Food waste activist Jordan Figueiredo arrived at Walmart’s corporate headquarters on Wednesday to deliver a petition with 140,000 signatures that asks the retail giant to help combat food waste by selling more imperfect produce.
It didn’t exactly go as he had hoped.
Figueiredo, along with nutritionist and food writer Stefanie Sacks, started a Change.org petition in March to push Walmart “to combat food waste by marketing ugly produce with an educational and fun campaign.” The Huffington Post has been supporting the effort since the launch of its Reclaim editorial campaign.
He arrived at the meeting in Bentonville, Arkansas, with boxes full of petition signatures and examples of healthy but aesthetically imperfect produce that would not be sold under Walmart’s current standards.
“There’s no arguing that [Walmart is] the largest seller of retail groceries and produce in the U.S.... and they’re the ‘low-cost leader,’ that’s their own motto,” Figueiredo said before his meeting, while replying to questions from HuffPost readers via Facebook Live.
Because imperfect produce typically sells for 30 percent to 50 percent less than regular produce, Walmart increasing its inventory of ugly fruits and vegetables would be “a win-win for everybody involved,” he added. “They can lead the way and really open this market.”
Ultimately, Figueiredo said the three Walmart employees he met with did not seem receptive to the proposed campaign to sell a wide range of imperfect produce.
“These guys were not denying the food waste statistics or that imperfect produce is an issue,” he said. “But they insisted that their produce suppliers don’t even have the excess product that isn’t hitting shelves. Which seems just incorrect, to me.”
Walmart does not comment on specific meetings with individuals, a company spokesman said after the discussion.
Figueiredo said Walmart representatives cited their recent forays into selling imperfect produce as evidence that it is already taking steps to address food waste. It has started selling “wonky produce” at Asda, its British retailer, and has put ugly potatoes from Texas, or “Spuglies,” on shelves in U.S. stores. The company also announced this week that it would start selling imperfect apples from Washington state.
Figueiredo has described these efforts as important first steps, but generally inadequate given the scale of the issue.
“Walmart’s recent statements about ending food waste show they’re listening to consumers and food policy experts, but unwilling to take serious steps to act on the request in our petition,” he told HuffPost before the meeting.

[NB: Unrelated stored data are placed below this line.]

#![allow(clippy::unwrap_used, missing_docs)]

mod common;

use std::ffi::OsStr;
use std::sync::Arc;
use std::time::Duration;

use common::{FakeRunner, LIST};
use shell_fs::fs::FsError;
use shell_fs::listing::ListingCache;

fn cache(runner: &FakeRunner, freshness_secs: u64) -> ListingCache<FakeRunner> {
    ListingCache::new(
        Arc::new(runner.clone()),
        LIST,
        Duration::from_secs(freshness_secs),
        Duration::from_secs(5),
    )
}

#[tokio::test]
async fn nothing_runs_before_first_request() {
    let runner = FakeRunner::new().with_listing("a\n");
    let listing = cache(&runner, 1);
    assert!(listing.peek().is_none());
    assert_eq!(runner.list_calls(), 0);

    let view = listing.get_listing().await.unwrap();
    assert!(!view.is_degraded());
    assert!(view.listing.contains(OsStr::new("a")));
    assert_eq!(listing.peek().unwrap().len(), 1);
}

#[tokio::test(start_paused = true)]
async fn fresh_listing_is_served_from_cache() {
    let runner = FakeRunner::new().with_listing("a\n");
    let listing = cache(&runner, 1);

    let first = listing.get_listing().await.unwrap();
    tokio::time::advance(Duration::from_millis(900)).await;
    let second = listing.get_listing().await.unwrap();
    assert!(Arc::ptr_eq(&first.listing, &second.listing));
    assert_eq!(runner.list_calls(), 1);
}

#[tokio::test(start_paused = true)]
async fn stale_listing_is_refreshed_with_new_generation() {
    let runner = FakeRunner::new().with_listing("a\n");
    let listing = cache(&runner, 1);

    let first = listing.get_listing().await.unwrap();
    runner.set_listing("a\nb\n");
    tokio::time::advance(Duration::from_millis(1100)).await;

    let second = listing.get_listing().await.unwrap();
    assert_eq!(second.listing.len(), 2);
    assert!(second.listing.generation() > first.listing.generation());
    assert!(second.listing.obtained_at() > first.listing.obtained_at());
    assert_eq!(runner.list_calls(), 2);
}

#[tokio::test(start_paused = true)]
async fn failed_refresh_degrades_to_stale_listing() {
    let runner = FakeRunner::new().with_listing("a\nb\n");
    let listing = cache(&runner, 1);

    let good = listing.get_listing().await.unwrap();
    runner.fail_listing(9);
    tokio::time::advance(Duration::from_secs(2)).await;

    let view = listing.get_listing().await.unwrap();
    assert!(view.is_degraded());
    assert_eq!(view.degraded.as_ref().unwrap().exit_code(), Some(9));
    assert!(Arc::ptr_eq(&view.listing, &good.listing), "same stale listing");
    assert_eq!(listing.peek().unwrap().generation(), good.listing.generation());
}

#[tokio::test(start_paused = true)]
async fn failure_without_prior_listing_is_retried_after_window() {
    let runner = FakeRunner::new();
    runner.fail_listing(1);
    let listing = cache(&runner, 1);

    assert!(matches!(
        listing.get_listing().await,
        Err(FsError::ListingUnavailable(_))
    ));
    tokio::time::advance(Duration::from_secs(3)).await;
    assert!(listing.get_listing().await.is_err());
    assert_eq!(runner.list_calls(), 1, "failure window not yet elapsed");

    runner.set_listing("x\n");
    tokio::time::advance(Duration::from_secs(3)).await;
    let view = listing.get_listing().await.unwrap();
    assert!(!view.is_degraded());
    assert!(view.listing.contains(OsStr::new("x")));
    assert_eq!(runner.list_calls(), 2);
}

#[tokio::test]
async fn empty_output_is_an_empty_listing() {
    let runner = FakeRunner::new().with_listing("\n\n");
    let listing = cache(&runner, 1);
    let view = listing.get_listing().await.unwrap();
    assert!(view.listing.is_empty());
}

He also described the apple and potato initiatives as “one-off” instances, since weather conditions created those specific batches. Therefore, he said, those programs aren’t really making a dent in the long-term supply of imperfect produce.
A Food and Agriculture Organization report found that we wasted nearly 26 percent of all produce harvested in North America as of 2011. This is due, at least in part, to grocery stores’ “cosmetic standards,” according to Figueiredo ― the Department of Agriculture has guidelines for the sale of produce but ultimately, each retailer has a lot of free choice in the matter.
A Hopeful Precedent
Last year, Sacks and Figueiredo used a similar petition to ask Whole Foods to start selling imperfect produce. Whole Foods ultimately did so, but it didn’t happen all at once.
“My first conversation with Whole Foods executives was not awesome,” Figueiredo said. “But I did manage to turn over the issue to my friends at the group Imperfect Produce, who eventually convinced them to start selling ugly fruits and vegetables five months later.”
He said he’s hopeful that something similar could happen with Walmart down the road.
The Change.org petition cites several examples of grocery stores that have launched successful campaigns or pilot programs to sell imperfect produce : Intermarche in France, Loblaws in Canada, Sainsbury’s in the U.K. and Giant Eagle in the U.S.
Figueiredo focused his latest effort on Walmart because it has more than 4,500 stores in the U.S. alone, and is thus poised make a huge impact if it implements a company-wide policy on selling imperfect produce.
Figueiredo has no plans to give up the fight against Walmart, even though next steps are not immediately apparent. Just minutes after his meeting, he was already on his way to hand out flyers about his campaign in downtown Bentonville. He’s also scheduled to speak about his campaign this weekend, during Ozy Fusion Fest in New York City’s Central Park.
“The ball is in Walmart’s court now,” he said. “But I’m definitely not hanging up my hat.”